L’année dernière, à plusieurs reprises, j’ai abordé dans cette chronique la question de la neutralité européenne. Je proposais d’étendre à l’Europe tout entière le statut actuel de la Suisse : fédérée, neutre, et armée. Mes dernières émissions sur ce thème, en novembre dernier, ont donné lieu à quelques malentendus, dont le plus grave était celui-ci : on a cru que je proposais à l’Europe de se retirer purement et simplement de la grande bagarre entre l’Est et l’Ouest, et de se réfugier derrière une simple déclaration pacifiste. Et l’on m’a dit : l’Histoire n’acceptera pas des démissions aussi commodes.

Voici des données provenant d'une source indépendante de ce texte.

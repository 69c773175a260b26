//! Parser for the type expressions used in scenario files.
//!
//! ```text
//! type    := member ('&' member)*
//! member  := '?' (('extends' | 'super') member)? | name args? ('[' ']')*
//! args    := '<' type (',' type)* '>'
//! ```
//!
//! Names resolve against the type parameters in scope first, then the
//! primitives, then declared classes. A generic class named without
//! arguments is the raw type. Unknown names become missing types so the
//! engine can report incomplete information instead of the parser failing.

use anyhow::{Result, bail};
use gti_solver::{ClassId, TypeDatabase, TypeId, TypeInterner, Wildcard};
use rustc_hash::FxHashMap;
use tracing::warn;

/// Type-parameter names visible while parsing.
pub type Scope = FxHashMap<String, TypeId>;

pub struct TypeParser<'a> {
    db: &'a TypeInterner,
    scope: &'a Scope,
    src: &'a str,
    pos: usize,
}

impl<'a> TypeParser<'a> {
    pub fn new(db: &'a TypeInterner, scope: &'a Scope, src: &'a str) -> Self {
        TypeParser {
            db,
            scope,
            src,
            pos: 0,
        }
    }

    /// Parse the whole input as one type.
    pub fn parse(mut self) -> Result<TypeId> {
        let ty = self.parse_type()?;
        self.skip_ws();
        if self.pos < self.src.len() {
            bail!(
                "unexpected `{}` at offset {} in type `{}`",
                &self.src[self.pos..],
                self.pos,
                self.src
            );
        }
        Ok(ty)
    }

    fn parse_type(&mut self) -> Result<TypeId> {
        let first = self.parse_member()?;
        let mut members = vec![first];
        while self.eat('&') {
            members.push(self.parse_member()?);
        }
        if members.len() == 1 {
            return Ok(first);
        }
        Ok(self.db.intersection(members))
    }

    fn parse_member(&mut self) -> Result<TypeId> {
        if self.eat('?') {
            let wildcard = match self.peek_ident() {
                Some("extends") => {
                    self.ident()?;
                    Wildcard::Extends(self.parse_member()?)
                }
                Some("super") => {
                    self.ident()?;
                    Wildcard::Super(self.parse_member()?)
                }
                _ => Wildcard::Unbounded,
            };
            return Ok(self.db.wildcard(wildcard));
        }

        let name = self.ident()?;
        let args = if self.eat('<') {
            let mut args = vec![self.parse_type()?];
            while self.eat(',') {
                args.push(self.parse_type()?);
            }
            self.expect('>')?;
            Some(args)
        } else {
            None
        };
        let mut ty = self.resolve_name(&name, args)?;
        while self.eat('[') {
            self.expect(']')?;
            ty = self.db.array(ty);
        }
        Ok(ty)
    }

    fn resolve_name(&self, name: &str, args: Option<Vec<TypeId>>) -> Result<TypeId> {
        if let Some(&param) = self.scope.get(name) {
            if args.is_some() {
                bail!("type parameter `{name}` cannot take type arguments");
            }
            return Ok(param);
        }
        if let Some(primitive) = primitive(name) {
            if args.is_some() {
                bail!("`{name}` cannot take type arguments");
            }
            return Ok(primitive);
        }
        let Some(class) = self.db.class_by_name(name) else {
            warn!(name, "unknown type name, treated as missing");
            return Ok(self.db.missing(name));
        };
        let arity = self.arity(class);
        match args {
            Some(args) if args.len() != arity => {
                bail!("`{name}` takes {arity} type arguments, found {}", args.len())
            }
            Some(args) => Ok(self.db.class_type(class, args)),
            None if arity > 0 => Ok(self.db.raw(class)),
            None => Ok(self.db.class_type(class, Vec::new())),
        }
    }

    fn arity(&self, class: ClassId) -> usize {
        self.db
            .class_decl(class)
            .map_or(0, |decl| decl.type_params.len())
    }

    fn skip_ws(&mut self) {
        let rest = &self.src[self.pos..];
        self.pos += rest.len() - rest.trim_start().len();
    }

    fn eat(&mut self, c: char) -> bool {
        self.skip_ws();
        if self.src[self.pos..].starts_with(c) {
            self.pos += c.len_utf8();
            true
        } else {
            false
        }
    }

    fn expect(&mut self, c: char) -> Result<()> {
        if !self.eat(c) {
            bail!("expected `{c}` at offset {} in type `{}`", self.pos, self.src);
        }
        Ok(())
    }

    fn ident_len(&self) -> usize {
        self.src[self.pos..]
            .find(|c: char| !(c.is_alphanumeric() || c == '_' || c == '$' || c == '.'))
            .unwrap_or(self.src.len() - self.pos)
    }

    fn peek_ident(&mut self) -> Option<&'a str> {
        self.skip_ws();
        let len = self.ident_len();
        let src: &'a str = self.src;
        (len > 0).then(|| &src[self.pos..self.pos + len])
    }

    fn ident(&mut self) -> Result<String> {
        self.skip_ws();
        let len = self.ident_len();
        if len == 0 {
            bail!("expected a type name at offset {} in type `{}`", self.pos, self.src);
        }
        let name = self.src[self.pos..self.pos + len].to_string();
        self.pos += len;
        Ok(name)
    }
}

fn primitive(name: &str) -> Option<TypeId> {
    Some(match name {
        "boolean" => TypeId::BOOLEAN,
        "byte" => TypeId::BYTE,
        "short" => TypeId::SHORT,
        "char" => TypeId::CHAR,
        "int" => TypeId::INT,
        "long" => TypeId::LONG,
        "float" => TypeId::FLOAT,
        "double" => TypeId::DOUBLE,
        "void" => TypeId::VOID,
        "null" => TypeId::NULL,
        _ => return None,
    })
}

/// Parse `src` with the given type parameters in scope.
pub fn parse_type(db: &TypeInterner, scope: &Scope, src: &str) -> Result<TypeId> {
    TypeParser::new(db, scope, src).parse()
}

#[cfg(test)]
#[path = "../tests/type_parser_tests.rs"]
mod tests;
use super::*;

#[test]
fn test_widening_follows_primitive_order() {
    assert!(is_primitive_widening(TypeId::INT, TypeId::INT));
    assert!(is_primitive_widening(TypeId::INT, TypeId::LONG));
    assert!(is_primitive_widening(TypeId::BYTE, TypeId::DOUBLE));
    assert!(is_primitive_widening(TypeId::CHAR, TypeId::INT));
    assert!(!is_primitive_widening(TypeId::LONG, TypeId::INT));
    assert!(!is_primitive_widening(TypeId::CHAR, TypeId::SHORT));
    assert!(!is_primitive_widening(TypeId::BYTE, TypeId::CHAR));
}

#[test]
fn test_boolean_only_widens_to_itself() {
    assert!(is_primitive_widening(TypeId::BOOLEAN, TypeId::BOOLEAN));
    for &to in &[TypeId::BYTE, TypeId::INT, TypeId::DOUBLE] {
        assert!(!is_primitive_widening(TypeId::BOOLEAN, to));
    }
}

#[test]
fn test_void_and_references_never_widen() {
    assert!(!is_primitive_widening(TypeId::VOID, TypeId::VOID));
    assert!(!is_primitive_widening(TypeId::INTEGER, TypeId::LONG));
    assert!(!is_primitive_widening(TypeId::INT, TypeId::OBJECT));
}

#[test]
fn test_boxing_pairs() {
    assert_eq!(boxed(TypeId::INT), Some(TypeId::INTEGER));
    assert_eq!(boxed(TypeId::CHAR), Some(TypeId::CHARACTER));
    assert_eq!(boxed(TypeId::VOID), None);
    assert_eq!(boxed(TypeId::STRING), None);
    assert_eq!(unboxed(TypeId::DOUBLE_BOX), Some(TypeId::DOUBLE));
    assert_eq!(unboxed(TypeId::NUMBER), None);
    for kind in IntrinsicKind::PRIMITIVES {
        let prim = kind.to_type_id();
        let b = boxed(prim).expect("every primitive has a box");
        assert_eq!(unboxed(b), Some(prim));
        assert!(is_box_type(b));
    }
}

#[test]
fn test_box_classes() {
    assert!(is_box_class(ClassId::INTEGER));
    assert!(is_box_class(ClassId::BOOLEAN));
    assert!(!is_box_class(ClassId::NUMBER));
    assert!(!is_box_class(ClassId::STRING));
}
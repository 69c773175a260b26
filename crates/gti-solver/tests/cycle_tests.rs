use super::*;
use crate::expr::{Lambda, LambdaBody, LambdaParams};
use crate::fixtures::{World, identity_lambda};
use crate::infer::bound::{Relation, TypeBound};
use crate::infer::constraint::ConstraintRelation;

/// `x -> cond ? x : "s"`, a lambda with a larger tree than `x -> x`.
fn conditional_lambda(exprs: &mut ExprArena) -> crate::expr::ExprId {
    let lambda = exprs.begin_lambda();
    let param = exprs.param_ref(lambda, 0);
    let other = exprs.typed(TypeId::STRING);
    let body = exprs.conditional(param, other);
    exprs.finish_lambda(
        lambda,
        Lambda {
            params: LambdaParams::Implicit(1),
            body: LambdaBody::Expression(body),
            thrown: Vec::new(),
        },
    );
    lambda
}

#[test]
fn test_mutually_dependent_lambdas_form_a_cycle() {
    let w = World::new();
    let (a, b) = (w.db.fresh_inference_var(None), w.db.fresh_inference_var(None));
    let mut exprs = ExprArena::new();
    let first = identity_lambda(&mut exprs);
    let second = conditional_lambda(&mut exprs);
    let constraints = vec![
        Constraint::expression(first, w.ty(w.function, &[a, b])),
        Constraint::expression(second, w.ty(w.function, &[b, a])),
    ];
    let mut bounds = BoundSet::new();
    bounds.register(a);
    bounds.register(b);

    assert_eq!(constraints[0].input_variables(&w.db, &exprs).into_iter().collect::<Vec<_>>(), vec![a]);
    assert_eq!(constraints[0].output_variables(&w.db, &exprs).into_iter().collect::<Vec<_>>(), vec![b]);

    let graph = ConstraintGraph::build(&w.db, &exprs, &bounds, &constraints);
    assert_eq!(graph.len(), 2);
    assert!(graph.depends_on(0, 1));
    assert!(graph.depends_on(1, 0));
    assert!(graph.bottom_set().is_empty());
    assert_eq!(graph.sink_component(), vec![0, 1]);

    // The larger expression wins.
    assert_eq!(pick_from_cycle(&exprs, &constraints, &[0, 1]), Some(1));
    assert_eq!(select_constraints(&w.db, &exprs, &bounds, &constraints), vec![1]);
}

#[test]
fn test_cycle_ties_pick_the_first() {
    let w = World::new();
    let mut exprs = ExprArena::new();
    let first = identity_lambda(&mut exprs);
    let second = identity_lambda(&mut exprs);
    let f = w.ty(w.function, &[TypeId::STRING, TypeId::STRING]);
    let constraints = vec![Constraint::expression(first, f), Constraint::expression(second, f)];
    assert_eq!(pick_from_cycle(&exprs, &constraints, &[0, 1]), Some(0));
    assert_eq!(pick_from_cycle(&exprs, &constraints, &[1, 0]), Some(1));
    assert_eq!(pick_from_cycle(&exprs, &constraints, &[]), None);
}

#[test]
fn test_dependencies_follow_bounds() {
    let w = World::new();
    let (a, b, c) = (
        w.db.fresh_inference_var(None),
        w.db.fresh_inference_var(None),
        w.db.fresh_inference_var(None),
    );
    let mut exprs = ExprArena::new();
    let first = identity_lambda(&mut exprs);
    let second = identity_lambda(&mut exprs);
    let constraints = vec![
        Constraint::expression(first, w.ty(w.function, &[a, b])),
        Constraint::expression(second, w.ty(w.function, &[TypeId::STRING, c])),
        Constraint::types(TypeId::STRING, ConstraintRelation::Compatible, a),
    ];
    let mut bounds = BoundSet::new();
    for v in [a, b, c] {
        bounds.register(v);
    }
    let bound = TypeBound::new(&w.db, a, Relation::Subtype, w.list_of_ty(c)).expect("bound");
    bounds.add_bound(&w.db, bound, false);

    let graph = ConstraintGraph::build(&w.db, &exprs, &bounds, &constraints);
    assert!(graph.depends_on(0, 1));
    assert!(!graph.depends_on(1, 0));
    assert_eq!(graph.bottom_set(), vec![1, 2]);
    assert_eq!(select_constraints(&w.db, &exprs, &bounds, &constraints), vec![1, 2]);
    assert!(select_constraints(&w.db, &exprs, &bounds, &[]).is_empty());
}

Le même malentendu vient de se reproduire, sur une beaucoup plus vaste échelle, et il occupe la presse mondiale depuis quelques semaines.

En effet, le journal qui passe pour le plus sérieux de Paris, Le Monde , a repris l’idée d’une Europe neutre, dans un éditorial qui a fait beaucoup de bruit. De son côté, le non moins sérieux Times, de Londres, écrivait prudemment, et je cite : « Il n’est pas nécessaire que le monde se divise en deux camps rigidement hostiles… et il peut être de l’intérêt des deux parties que certaines régions aient la certitude de conserver une sorte de neutralité. »

Les réactions de la presse ont été vives et immédiates, dans toute l’Europe et aux États-Unis. On s’est écrié avec indignation que le moment était mal choisi pour parler de neutralité, alors que l’Amérique commençait justement à réarmer nos pays ; qu’il était absurde de penser que la volonté de neutralité suffirait à protéger le continent, alors qu’elle n’avait protégé ni la Belgique, ni la Hollande, ni la Norvège ; et qu’enfin il n’était pas digne de dire aux Américains : « Vous nous avez aidés, merci beaucoup, et maintenant nous tirons notre épingle du jeu. »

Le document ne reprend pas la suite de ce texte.